What is needed - One range is to be output from the listing below, exactly as written: the line with "filename crates/cogsnet-core/src/errors/simulation_error.rs" to the line with "interval the number of", both kept.

········

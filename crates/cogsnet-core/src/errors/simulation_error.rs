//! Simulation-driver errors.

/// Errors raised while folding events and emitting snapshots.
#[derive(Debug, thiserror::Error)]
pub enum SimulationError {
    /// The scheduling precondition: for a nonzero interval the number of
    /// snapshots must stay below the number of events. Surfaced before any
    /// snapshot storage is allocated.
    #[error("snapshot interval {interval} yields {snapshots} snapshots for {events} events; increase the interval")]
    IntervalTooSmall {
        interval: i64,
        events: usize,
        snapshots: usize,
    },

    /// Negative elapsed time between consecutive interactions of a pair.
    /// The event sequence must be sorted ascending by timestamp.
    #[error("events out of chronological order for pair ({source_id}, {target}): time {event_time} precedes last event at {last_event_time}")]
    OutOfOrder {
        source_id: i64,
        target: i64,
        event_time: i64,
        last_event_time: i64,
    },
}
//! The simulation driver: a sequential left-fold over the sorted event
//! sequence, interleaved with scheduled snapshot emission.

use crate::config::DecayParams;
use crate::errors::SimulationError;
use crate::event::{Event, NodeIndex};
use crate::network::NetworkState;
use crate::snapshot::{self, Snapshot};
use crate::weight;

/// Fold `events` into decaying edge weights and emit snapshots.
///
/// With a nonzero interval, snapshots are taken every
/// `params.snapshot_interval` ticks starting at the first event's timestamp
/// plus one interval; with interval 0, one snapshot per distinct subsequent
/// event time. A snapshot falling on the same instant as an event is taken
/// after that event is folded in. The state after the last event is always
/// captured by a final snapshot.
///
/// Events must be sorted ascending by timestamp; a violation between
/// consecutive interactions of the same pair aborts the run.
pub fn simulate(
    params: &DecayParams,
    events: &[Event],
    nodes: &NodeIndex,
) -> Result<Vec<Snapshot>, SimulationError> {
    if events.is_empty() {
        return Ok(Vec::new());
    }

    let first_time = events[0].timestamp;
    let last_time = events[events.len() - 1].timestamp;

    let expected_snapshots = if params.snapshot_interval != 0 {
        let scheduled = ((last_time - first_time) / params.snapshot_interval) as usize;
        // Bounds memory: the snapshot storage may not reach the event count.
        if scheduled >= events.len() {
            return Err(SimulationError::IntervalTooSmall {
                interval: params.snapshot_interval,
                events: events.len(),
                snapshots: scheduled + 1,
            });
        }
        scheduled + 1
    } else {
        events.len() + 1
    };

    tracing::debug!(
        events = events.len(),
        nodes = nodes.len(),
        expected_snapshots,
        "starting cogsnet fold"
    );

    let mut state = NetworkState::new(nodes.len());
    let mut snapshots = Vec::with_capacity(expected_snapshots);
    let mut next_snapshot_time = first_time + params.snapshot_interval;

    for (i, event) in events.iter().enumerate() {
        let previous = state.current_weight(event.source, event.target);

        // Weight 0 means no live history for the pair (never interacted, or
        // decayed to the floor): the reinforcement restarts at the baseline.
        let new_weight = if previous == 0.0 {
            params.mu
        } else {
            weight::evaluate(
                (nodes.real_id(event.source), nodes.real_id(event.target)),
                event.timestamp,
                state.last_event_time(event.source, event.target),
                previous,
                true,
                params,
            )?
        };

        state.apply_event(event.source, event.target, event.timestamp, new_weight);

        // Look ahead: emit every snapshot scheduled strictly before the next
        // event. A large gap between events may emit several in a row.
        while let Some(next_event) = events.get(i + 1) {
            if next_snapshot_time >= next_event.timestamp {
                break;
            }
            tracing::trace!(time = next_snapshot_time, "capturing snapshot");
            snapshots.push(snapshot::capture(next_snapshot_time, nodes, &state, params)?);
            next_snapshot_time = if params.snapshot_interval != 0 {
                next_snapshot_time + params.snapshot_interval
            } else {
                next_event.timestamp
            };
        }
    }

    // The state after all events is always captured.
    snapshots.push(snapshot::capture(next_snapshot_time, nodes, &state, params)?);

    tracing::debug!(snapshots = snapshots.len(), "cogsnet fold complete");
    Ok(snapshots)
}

········

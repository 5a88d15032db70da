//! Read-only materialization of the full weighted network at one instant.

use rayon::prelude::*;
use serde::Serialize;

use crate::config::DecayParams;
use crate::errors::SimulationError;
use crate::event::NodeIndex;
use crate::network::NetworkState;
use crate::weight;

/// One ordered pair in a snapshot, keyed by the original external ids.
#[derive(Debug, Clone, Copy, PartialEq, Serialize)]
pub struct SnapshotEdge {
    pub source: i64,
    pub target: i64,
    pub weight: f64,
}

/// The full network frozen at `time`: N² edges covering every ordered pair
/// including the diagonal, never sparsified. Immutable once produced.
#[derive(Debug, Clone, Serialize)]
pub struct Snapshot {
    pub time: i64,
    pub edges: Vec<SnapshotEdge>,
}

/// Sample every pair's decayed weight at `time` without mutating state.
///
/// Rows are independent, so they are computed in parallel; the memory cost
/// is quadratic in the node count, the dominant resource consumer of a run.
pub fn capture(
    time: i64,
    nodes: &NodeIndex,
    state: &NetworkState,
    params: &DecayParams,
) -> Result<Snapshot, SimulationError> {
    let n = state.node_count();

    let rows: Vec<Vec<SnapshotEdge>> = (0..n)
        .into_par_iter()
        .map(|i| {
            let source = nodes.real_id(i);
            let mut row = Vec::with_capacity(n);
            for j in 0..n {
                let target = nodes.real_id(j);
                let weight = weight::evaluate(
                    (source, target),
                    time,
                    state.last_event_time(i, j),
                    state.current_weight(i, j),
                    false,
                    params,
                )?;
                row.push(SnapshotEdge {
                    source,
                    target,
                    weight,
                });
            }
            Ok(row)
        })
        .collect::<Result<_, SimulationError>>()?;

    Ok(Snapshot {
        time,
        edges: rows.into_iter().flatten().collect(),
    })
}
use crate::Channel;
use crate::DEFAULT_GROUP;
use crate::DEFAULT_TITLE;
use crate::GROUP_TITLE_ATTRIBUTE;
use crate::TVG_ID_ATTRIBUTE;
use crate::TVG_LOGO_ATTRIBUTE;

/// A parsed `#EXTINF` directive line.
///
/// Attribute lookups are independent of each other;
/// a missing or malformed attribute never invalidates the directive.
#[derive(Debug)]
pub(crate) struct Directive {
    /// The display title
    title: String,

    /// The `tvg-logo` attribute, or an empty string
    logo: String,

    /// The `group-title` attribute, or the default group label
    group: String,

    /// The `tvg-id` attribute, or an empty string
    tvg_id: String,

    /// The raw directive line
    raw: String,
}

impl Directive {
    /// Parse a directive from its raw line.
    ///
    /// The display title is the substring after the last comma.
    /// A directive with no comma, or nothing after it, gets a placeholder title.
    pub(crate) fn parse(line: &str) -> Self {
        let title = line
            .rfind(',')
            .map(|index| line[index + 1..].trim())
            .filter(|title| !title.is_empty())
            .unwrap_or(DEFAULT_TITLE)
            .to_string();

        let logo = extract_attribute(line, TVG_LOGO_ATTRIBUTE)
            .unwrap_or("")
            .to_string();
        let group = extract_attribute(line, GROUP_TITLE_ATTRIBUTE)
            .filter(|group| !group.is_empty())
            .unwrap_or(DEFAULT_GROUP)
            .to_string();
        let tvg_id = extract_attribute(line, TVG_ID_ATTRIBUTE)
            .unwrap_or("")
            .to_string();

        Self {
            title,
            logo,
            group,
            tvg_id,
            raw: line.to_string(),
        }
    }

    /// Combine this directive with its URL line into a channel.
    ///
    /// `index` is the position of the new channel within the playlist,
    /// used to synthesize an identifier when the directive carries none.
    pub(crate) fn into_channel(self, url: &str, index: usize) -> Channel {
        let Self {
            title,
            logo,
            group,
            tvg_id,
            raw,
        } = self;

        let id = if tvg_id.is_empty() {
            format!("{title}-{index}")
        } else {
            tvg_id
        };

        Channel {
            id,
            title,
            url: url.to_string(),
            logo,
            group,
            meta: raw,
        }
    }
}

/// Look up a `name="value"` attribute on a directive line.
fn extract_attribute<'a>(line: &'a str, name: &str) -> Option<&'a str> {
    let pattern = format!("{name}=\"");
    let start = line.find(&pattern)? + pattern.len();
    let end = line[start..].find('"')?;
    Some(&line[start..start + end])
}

········

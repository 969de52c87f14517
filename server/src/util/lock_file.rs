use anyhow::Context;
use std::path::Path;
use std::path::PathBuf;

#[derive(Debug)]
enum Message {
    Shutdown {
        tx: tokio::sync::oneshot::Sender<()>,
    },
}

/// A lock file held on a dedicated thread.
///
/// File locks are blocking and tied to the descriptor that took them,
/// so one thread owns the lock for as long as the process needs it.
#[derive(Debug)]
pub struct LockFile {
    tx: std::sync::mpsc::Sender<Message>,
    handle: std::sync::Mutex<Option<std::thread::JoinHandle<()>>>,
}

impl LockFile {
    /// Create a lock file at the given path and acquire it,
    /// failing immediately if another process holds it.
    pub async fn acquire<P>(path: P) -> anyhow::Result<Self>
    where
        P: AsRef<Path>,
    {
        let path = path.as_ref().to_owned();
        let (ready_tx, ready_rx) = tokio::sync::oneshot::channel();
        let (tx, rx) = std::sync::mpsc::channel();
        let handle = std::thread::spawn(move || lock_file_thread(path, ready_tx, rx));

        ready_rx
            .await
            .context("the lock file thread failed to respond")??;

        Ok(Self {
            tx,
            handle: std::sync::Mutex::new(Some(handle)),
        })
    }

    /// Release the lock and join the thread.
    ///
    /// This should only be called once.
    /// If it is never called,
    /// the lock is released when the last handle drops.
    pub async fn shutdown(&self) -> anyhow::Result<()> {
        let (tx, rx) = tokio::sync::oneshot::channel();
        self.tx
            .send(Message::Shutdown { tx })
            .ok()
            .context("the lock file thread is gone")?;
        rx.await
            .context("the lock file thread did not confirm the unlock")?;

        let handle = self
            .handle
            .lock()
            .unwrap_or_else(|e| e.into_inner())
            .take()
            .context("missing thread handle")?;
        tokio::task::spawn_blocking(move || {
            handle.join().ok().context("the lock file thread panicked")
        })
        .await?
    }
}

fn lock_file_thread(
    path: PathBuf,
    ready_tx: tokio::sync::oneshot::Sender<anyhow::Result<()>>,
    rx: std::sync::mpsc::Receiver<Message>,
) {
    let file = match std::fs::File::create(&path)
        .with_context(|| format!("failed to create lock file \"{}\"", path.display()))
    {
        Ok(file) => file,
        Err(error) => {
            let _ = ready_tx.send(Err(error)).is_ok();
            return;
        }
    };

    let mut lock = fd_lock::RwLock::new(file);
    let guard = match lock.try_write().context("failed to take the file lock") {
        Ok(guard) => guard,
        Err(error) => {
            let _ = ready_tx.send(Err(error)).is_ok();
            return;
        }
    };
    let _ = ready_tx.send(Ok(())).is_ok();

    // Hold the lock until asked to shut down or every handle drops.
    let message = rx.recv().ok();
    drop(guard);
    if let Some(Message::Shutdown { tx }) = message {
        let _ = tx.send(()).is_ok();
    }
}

········

Response area -
filename crates/cogsnet-core/src/errors/simulation_error.rs
//! Simulation-driver errors.

/// Errors raised while folding events and emitting snapshots.
#[derive(Debug, thiserror::Error)]
pub enum SimulationError {
    /// The scheduling precondition: for a nonzero interval the number of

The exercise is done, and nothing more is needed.